* **Work task**
Every line of the data must be set down exactly as shown.

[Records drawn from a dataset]
★ ★ ★
use thiserror::Error;

/// Errors surfaced by the puzzle engine.
///
/// Pointer interaction never fails; a miss or a stray move is simply a no-op.
#[derive(Debug, Clone, PartialEq, Error)]
pub enum PuzzleError {
    /// The level image could not be fetched or decoded. Retryable.
    #[error("failed to load image '{asset}': {reason}")]
    ImageLoad { asset: String, reason: String },

    /// The image loaded but reports no usable natural size.
    #[error("image has degenerate dimensions {width}x{height}")]
    InvalidImage { width: u32, height: u32 },

    /// No scatter region can hold a single piece. Recovered by fallback placement.
    #[error("no scatter region fits a {piece_w:.1}x{piece_h:.1} piece")]
    DegenerateLayout { piece_w: f64, piece_h: f64 },

    /// Grid dimension derived from the level is not positive.
    #[error("invalid grid size {0}")]
    InvalidGridSize(i64),

    /// Levels are 1-based.
    #[error("invalid level {0}")]
    InvalidLevel(u32),

    /// Tab polarity outside {-1, 0, +1}.
    #[error("invalid tab polarity {0}")]
    InvalidPolarity(i8),

    #[error("invalid configuration: {0}")]
    Config(String),
}

impl From<serde_json::Error> for PuzzleError {
    fn from(e: serde_json::Error) -> Self {
        PuzzleError::Config(e.to_string())
    }
}

pub type Result<T> = std::result::Result<T, PuzzleError>;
★ ★ ★
* **Expected output**
use thiserror::Error;

/// Errors surfaced by the puzzle engine.
///
/// Pointer interaction never fails; a miss or a stray move is simply a no-op.
#[derive(Debug, Clone, PartialEq, Error)]
pub enum PuzzleError {
    /// The level image could not be fetched or decoded. Retryable.
    #[error("failed to load image '{asset}': {reason}")]
    ImageLoad { asset: String, reason: String },

    /// The image loaded but reports no usable natural size.
    #[error("image has degenerate dimensions {width}x{height}")]
    InvalidImage { width: u32, height: u32 },

    /// No scatter region can hold a single piece. Recovered by fallback placement.
    #[error("no scatter region fits a {piece_w:.1}x{piece_h:.1} piece")]
    DegenerateLayout { piece_w: f64, piece_h: f64 },

    /// Grid dimension derived from the level is not positive.
    #[error("invalid grid size {0}")]
    InvalidGridSize(i64),

    /// Levels are 1-based.
    #[error("invalid level {0}")]
    InvalidLevel(u32),

    /// Tab polarity outside {-1, 0, +1}.
    #[error("invalid tab polarity {0}")]
    InvalidPolarity(i8),

    #[error("invalid configuration: {0}")]
    Config(String),
}

impl From<serde_json::Error> for PuzzleError {
    fn from(e: serde_json::Error) -> Self {
        PuzzleError::Config(e.to_string())
    }
}

pub type Result<T> = std::result::Result<T, PuzzleError>;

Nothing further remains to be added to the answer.